Educação (Lone Scherfig, 09)

Em Educação tudo parece remeter a um filme dos anos 40: a comédia romântica às antigas, a história de conto de fadas meio à MGM, a protagonista com seu toque Audrey Hepburn, o encantamento desta com a Paris romântica como na antiga Hollywood.

Mas aqui se trata de um filme inglês independente com roteiro do hype Nick Hornby e direção da dinamarquesa Lone Scherfig, cuja obra mais famosa é Italiano para Principiantes, feito dentro das regras do Dogma 95.

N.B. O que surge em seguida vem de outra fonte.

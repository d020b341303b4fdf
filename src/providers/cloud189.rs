//! Cloud189 Storage Provider
//!
//! Implements StorageProvider/StorageSession for Cloud189 (天翼云盘) using the
//! web API. Authentication is the RSA login handshake in `cloud189_auth`; the
//! resulting session lives in the client's cookie jar, so every login builds
//! a fresh `reqwest::Client`.

use async_trait::async_trait;
use reqwest::header::{HeaderMap, HeaderValue, ACCEPT};
use reqwest::{RequestBuilder, Response, StatusCode};
use serde::{Deserialize, Serialize};
use serde_json::Value;
use std::time::Duration;
use tracing::{debug, info};

use super::cloud189_auth;
use super::http_retry::{send_with_retry, HttpRetryConfig};
use super::{
    AuthError, CapacityQueryError, CapacitySnapshot, Credentials, FileOperationError,
    ProviderType, RemoteFile, ShareDescriptor, ShareDirListing, ShareInfo, ShareLinkError,
    StorageProvider, StorageSession,
};

/// Web API base
pub const API_BASE: &str = "https://cloud.189.cn/api";

const USER_AGENT: &str = "Mozilla/5.0 (Windows NT 10.0; Win64; x64) AppleWebKit/537.36 \
    (KHTML, like Gecko) Chrome/134.0.0.0 Safari/537.36 Edg/134.0.0.0";

/// Listing page size accepted by the web API
const PAGE_SIZE: usize = 60;

/// Upper bound on pages read from one listing
const MAX_PAGES: usize = 200;

/// Cloud189 connection settings
#[derive(Debug, Clone, Serialize, Deserialize)]
#[serde(default)]
pub struct Cloud189Config {
    /// Web API base URL
    pub api_base: String,
    /// Per-request timeout in seconds
    pub timeout_secs: u64,
    /// Transport-level retry policy
    pub retry: HttpRetryConfig,
}

impl Default for Cloud189Config {
    fn default() -> Self {
        Self {
            api_base: API_BASE.to_string(),
            timeout_secs: 30,
            retry: HttpRetryConfig::default(),
        }
    }
}

/// Share metadata response (`getShareInfoByCodeV2.action`)
#[derive(Debug, Deserialize)]
struct ShareInfoResponse {
    #[serde(rename = "fileId")]
    file_id: Option<Value>,
    #[serde(rename = "isFolder", default)]
    is_folder: bool,
    #[serde(rename = "fileSize", default)]
    file_size: Option<u64>,
    #[serde(rename = "fileName", default)]
    file_name: Option<String>,
    #[serde(rename = "accessCode", default)]
    access_code: Option<String>,
    #[serde(rename = "shareId")]
    share_id: Option<Value>,
    #[serde(rename = "shareMode")]
    share_mode: Option<Value>,
}

/// Directory listing response (`listShareDir.action`, `listFiles.action`)
#[derive(Debug, Deserialize)]
struct FileListResponse {
    #[serde(rename = "fileListAO")]
    file_list_ao: Option<FileListAO>,
}

#[derive(Debug, Default, Deserialize)]
struct FileListAO {
    #[serde(default)]
    count: Option<u64>,
    #[serde(rename = "fileList", default)]
    file_list: Vec<ListedEntry>,
    #[serde(rename = "folderList", default)]
    folder_list: Vec<ListedEntry>,
}

#[derive(Debug, Deserialize)]
struct ListedEntry {
    id: Value,
    #[serde(default)]
    name: String,
    #[serde(default)]
    size: u64,
}

#[derive(Debug, Deserialize)]
struct SizeInfoResponse {
    #[serde(rename = "cloudCapacityInfo")]
    cloud_capacity_info: Option<CapacityInfo>,
}

#[derive(Debug, Deserialize)]
struct CapacityInfo {
    #[serde(rename = "freeSize")]
    free_size: Option<u64>,
}

#[derive(Debug, Deserialize)]
struct CreateFolderResponse {
    id: Option<Value>,
}

#[derive(Debug, Deserialize)]
struct BatchTaskResponse {
    #[serde(rename = "taskId")]
    task_id: Option<Value>,
}

#[derive(Debug, Serialize)]
struct SaveTaskInfo<'a> {
    #[serde(rename = "fileId")]
    file_id: &'a str,
    #[serde(rename = "fileName")]
    file_name: &'a str,
    #[serde(rename = "isFolder")]
    is_folder: u8,
}

/// Provider ids arrive as numbers or strings depending on the endpoint.
fn id_string(value: &Value) -> Option<String> {
    match value {
        Value::String(s) if !s.is_empty() => Some(s.clone()),
        Value::Number(n) => Some(n.to_string()),
        _ => None,
    }
}

/// One page plus the running total, for stopping pagination.
fn page_is_last(ao: &FileListAO, seen: usize) -> bool {
    let on_page = ao.file_list.len() + ao.folder_list.len();
    if on_page == 0 {
        return true;
    }
    match ao.count {
        Some(count) => seen as u64 >= count,
        None => on_page < PAGE_SIZE,
    }
}

/// Cloud189 connector: runs the login handshake and hands out sessions.
pub struct Cloud189Provider {
    config: Cloud189Config,
}

impl Cloud189Provider {
    pub fn new(config: Cloud189Config) -> Self {
        Self { config }
    }

    fn build_client(&self) -> Result<reqwest::Client, AuthError> {
        let mut headers = HeaderMap::new();
        headers.insert(ACCEPT, HeaderValue::from_static("application/json;charset=UTF-8"));
        reqwest::Client::builder()
            .cookie_store(true)
            .user_agent(USER_AGENT)
            .default_headers(headers)
            .timeout(Duration::from_secs(self.config.timeout_secs))
            .build()
            .map_err(|e| AuthError::Network { step: "client", message: e.to_string() })
    }
}

#[async_trait]
impl StorageProvider for Cloud189Provider {
    fn provider_type(&self) -> ProviderType {
        ProviderType::Cloud189
    }

    async fn authenticate(
        &self,
        credentials: &Credentials,
    ) -> Result<Box<dyn StorageSession>, AuthError> {
        let client = self.build_client()?;
        cloud189_auth::login(&client, &self.config.retry, &self.config.api_base, credentials).await?;
        info!("Cloud189 login succeeded for {}", credentials.username);
        Ok(Box::new(Cloud189Session {
            client,
            api_base: self.config.api_base.trim_end_matches('/').to_string(),
            retry: self.config.retry.clone(),
        }))
    }
}

/// Logged-in Cloud189 account. The cookie jar inside `client` is the session.
pub struct Cloud189Session {
    client: reqwest::Client,
    api_base: String,
    retry: HttpRetryConfig,
}

impl Cloud189Session {
    fn url(&self, path: &str) -> String {
        format!("{}{}", self.api_base, path)
    }

    /// Send with transport retry; returns the response only on HTTP 200.
    async fn send(&self, request: RequestBuilder) -> Result<Response, String> {
        let request = request.build().map_err(|e| e.to_string())?;
        let response = send_with_retry(&self.client, request, &self.retry)
            .await
            .map_err(|e| e.to_string())?;
        if response.status() != StatusCode::OK {
            return Err(format!("HTTP {}", response.status().as_u16()));
        }
        Ok(response)
    }

    async fn send_json<T: serde::de::DeserializeOwned>(
        &self,
        request: RequestBuilder,
    ) -> Result<T, String> {
        let response = self.send(request).await?;
        response.json::<T>().await.map_err(|e| format!("invalid JSON: {}", e))
    }

    /// Read every page of a folder listing.
    async fn list_all_pages<F>(&self, build: F) -> Result<FileListAO, String>
    where
        F: Fn(usize) -> RequestBuilder,
    {
        let mut merged = FileListAO::default();
        for page in 1..=MAX_PAGES {
            let body: FileListResponse = self.send_json(build(page)).await?;
            let ao = body.file_list_ao.unwrap_or_default();
            let seen = merged.file_list.len() + merged.folder_list.len()
                + ao.file_list.len() + ao.folder_list.len();
            let last = page_is_last(&ao, seen);
            merged.count = ao.count;
            merged.file_list.extend(ao.file_list);
            merged.folder_list.extend(ao.folder_list);
            if last {
                return Ok(merged);
            }
        }
        debug!(target: "cloud189", "listing truncated at {} pages", MAX_PAGES);
        Ok(merged)
    }

    /// Files and subfolders of one of the account's folders, newest first.
    async fn list_folder(&self, folder_id: &str) -> Result<FileListAO, FileOperationError> {
        let page_size = PAGE_SIZE.to_string();
        self.list_all_pages(|page| {
            self.client
                .get(self.url("/open/file/listFiles.action"))
                .query(&[
                    ("pageSize", page_size.as_str()),
                    ("pageNum", page.to_string().as_str()),
                    ("mediaType", "0"),
                    ("folderId", folder_id),
                    ("iconOption", "5"),
                    ("orderBy", "lastOpTime"),
                    ("descending", "true"),
                ])
        })
        .await
        .map_err(|message| FileOperationError::ListFailed {
            folder_id: folder_id.to_string(),
            message,
        })
    }
}

#[async_trait]
impl StorageSession for Cloud189Session {
    async fn capacity(&self) -> Result<CapacitySnapshot, CapacityQueryError> {
        let request = self.client.get(self.url("/portal/getUserSizeInfo.action")).build()
            .map_err(|e| CapacityQueryError::Network(e.to_string()))?;
        let response = send_with_retry(&self.client, request, &self.retry)
            .await
            .map_err(|e| CapacityQueryError::Network(e.to_string()))?;
        if response.status() != StatusCode::OK {
            return Err(CapacityQueryError::Http(response.status().as_u16()));
        }
        let body: SizeInfoResponse = response
            .json()
            .await
            .map_err(|e| CapacityQueryError::Network(format!("invalid JSON: {}", e)))?;
        let info = body
            .cloud_capacity_info
            .ok_or(CapacityQueryError::MissingField("cloudCapacityInfo"))?;
        let free_bytes = info.free_size.ok_or(CapacityQueryError::MissingField("freeSize"))?;
        Ok(CapacitySnapshot { free_bytes })
    }

    async fn share_info(&self, share: &ShareDescriptor) -> Result<ShareInfo, ShareLinkError> {
        let request = self
            .client
            .get(self.url("/open/share/getShareInfoByCodeV2.action"))
            .query(&[("shareCode", share.query_code())])
            .build()
            .map_err(|e| ShareLinkError::Network(e.to_string()))?;
        let response = send_with_retry(&self.client, request, &self.retry)
            .await
            .map_err(|e| ShareLinkError::Network(e.to_string()))?;

        let not_found = || ShareLinkError::NotFound(share.to_string());
        // Expired or cancelled share
        if response.status().is_client_error() {
            return Err(not_found());
        }
        if response.status() != StatusCode::OK {
            return Err(ShareLinkError::Network(format!("HTTP {}", response.status().as_u16())));
        }
        let body: ShareInfoResponse = response
            .json()
            .await
            .map_err(|e| ShareLinkError::Network(format!("invalid JSON: {}", e)))?;

        let file_id = body.file_id.as_ref().and_then(id_string).ok_or_else(not_found)?;
        let share_id = body.share_id.as_ref().and_then(id_string).ok_or_else(not_found)?;
        let share_mode = body.share_mode.as_ref().and_then(id_string).unwrap_or_default();
        let name = body.file_name.unwrap_or_default();

        let entry = if body.is_folder {
            RemoteFile::folder(file_id, name)
        } else {
            RemoteFile::file(file_id, name, body.file_size.unwrap_or(0))
        };
        let access_code = body
            .access_code
            .filter(|c| !c.is_empty())
            .or_else(|| share.access_code().map(str::to_string));

        Ok(ShareInfo { entry, share_id, share_mode, access_code })
    }

    async fn list_share_dir(
        &self,
        folder_id: &str,
        share: &ShareInfo,
    ) -> Result<ShareDirListing, ShareLinkError> {
        let access_code = share.access_code.clone().unwrap_or_default();
        let page_size = PAGE_SIZE.to_string();
        let ao = self
            .list_all_pages(|page| {
                self.client
                    .get(self.url("/open/share/listShareDir.action"))
                    .query(&[
                        ("pageNum", page.to_string().as_str()),
                        ("pageSize", page_size.as_str()),
                        ("fileId", folder_id),
                        ("shareDirFileId", folder_id),
                        ("isFolder", "true"),
                        ("shareId", share.share_id.as_str()),
                        ("shareMode", share.share_mode.as_str()),
                        ("iconOption", "5"),
                        ("orderBy", "lastOpTime"),
                        ("descending", "true"),
                        ("accessCode", access_code.as_str()),
                    ])
            })
            .await
            .map_err(ShareLinkError::Network)?;

        let files = ao
            .file_list
            .into_iter()
            .filter_map(|e| Some(RemoteFile::file(id_string(&e.id)?, e.name, e.size)))
            .collect();
        let folders = ao.folder_list.iter().filter_map(|e| id_string(&e.id)).collect();
        Ok(ShareDirListing { files, folders })
    }

    async fn create_folder(&self, name: &str, parent_id: &str) -> Result<String, FileOperationError> {
        let request = self
            .client
            .post(self.url("/open/file/createFolder.action"))
            .form(&[("folderName", name), ("parentFolderId", parent_id)]);
        let fail = |message: String| FileOperationError::CreateFolder { name: name.to_string(), message };
        let body: CreateFolderResponse = self.send_json(request).await.map_err(fail)?;
        body.id
            .as_ref()
            .and_then(id_string)
            .ok_or_else(|| fail("response has no folder id".to_string()))
    }

    async fn save_share_file(
        &self,
        file: &RemoteFile,
        share: &ShareInfo,
        file_name: &str,
        target_folder_id: &str,
    ) -> Result<(), FileOperationError> {
        let task_infos = serde_json::to_string(&[SaveTaskInfo {
            file_id: &file.file_id,
            file_name,
            is_folder: 0,
        }])
        .map_err(|e| FileOperationError::SubmitFailed(e.to_string()))?;

        let request = self
            .client
            .post(self.url("/open/batch/createBatchTask.action"))
            .form(&[
                ("type", "SHARE_SAVE"),
                ("taskInfos", task_infos.as_str()),
                ("targetFolderId", target_folder_id),
                ("shareId", share.share_id.as_str()),
            ]);
        let response = self.send(request).await.map_err(FileOperationError::SubmitFailed)?;
        // The task id is informational; completion is observed by polling the folder
        if let Ok(body) = response.json::<BatchTaskResponse>().await {
            if let Some(task_id) = body.task_id.as_ref().and_then(id_string) {
                debug!(target: "cloud189", "share save queued as task {}", task_id);
            }
        }
        Ok(())
    }

    async fn find_folder(&self, parent_id: &str, name: &str) -> Result<Option<String>, FileOperationError> {
        let ao = self.list_folder(parent_id).await?;
        Ok(ao
            .folder_list
            .iter()
            .find(|e| e.name == name)
            .and_then(|e| id_string(&e.id)))
    }

    async fn list_files(&self, folder_id: &str) -> Result<Vec<RemoteFile>, FileOperationError> {
        let ao = self.list_folder(folder_id).await?;
        Ok(ao
            .file_list
            .into_iter()
            .filter_map(|e| Some(RemoteFile::file(id_string(&e.id)?, e.name, e.size)))
            .collect())
    }

    async fn rename_file(&self, file_id: &str, new_name: &str) -> Result<(), FileOperationError> {
        let request = self
            .client
            .post(self.url("/open/file/renameFile.action"))
            .form(&[("fileId", file_id), ("destFileName", new_name)]);
        self.send(request).await.map_err(FileOperationError::RenameFailed)?;
        Ok(())
    }
}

Essa dualidade está sublinhada na tela. O filme transita entre momentos de força moderna no retrato de Jenny em sua crise de adolescência com seu novo amor e algumas cafonices como o retrato por vezes simplista dos pais de Jenny e dos amigos de David (que tem uma graça a la Hornby e só), além da trama sobre a revelação de quem ele realmente é e seu desfecho extremamente empoeirado.

Ainda assim, Scherfig consegue trabalhar a expectativa do público sobre esses momentos codificados da comédia romântica clássica. Fica clara a influência dos filmes protagonizados por Audrey Hepburn: o encantamento com viagens e descobertas, a dualidade inocência/esperteza, Paris, jóias, figurinos e penteados.

Falta, contudo, força a Scherfig de ir mais longe. Ela parece querer fazer uma tragédia num certo momentos, mas abranda as sensações de dor e perda. Depois temos um pequeno capítulo de superação que mais parece um clipe o que impede sentir uma elevação ou a força de sua protagonista. Chega-se a pensar que a visão masculina do roteirista se sobrepôs ao olhar feminino da diretora: afinal, vemos com clareza e graça a armadilha que a vida apronta para Jenny dando a David um retrato tão poderoso e simpático. Porém, depois da queda de Jenny, a superação é tão banal e automática, rala como uma sopinha…

Enfim, parece que Educação não é um filme que se proponha a extrapolar a grandes limites. Tem, entretanto, o mérito de usar a fotogênia, a graça e simpatia de Carey Mulligan e Peter Sarsgaard para trazer à tona diversos significados cinefílicos e deixar a narrativa fluir. Parece um mérito bobo, mas quando bem realizado tem grande efeito.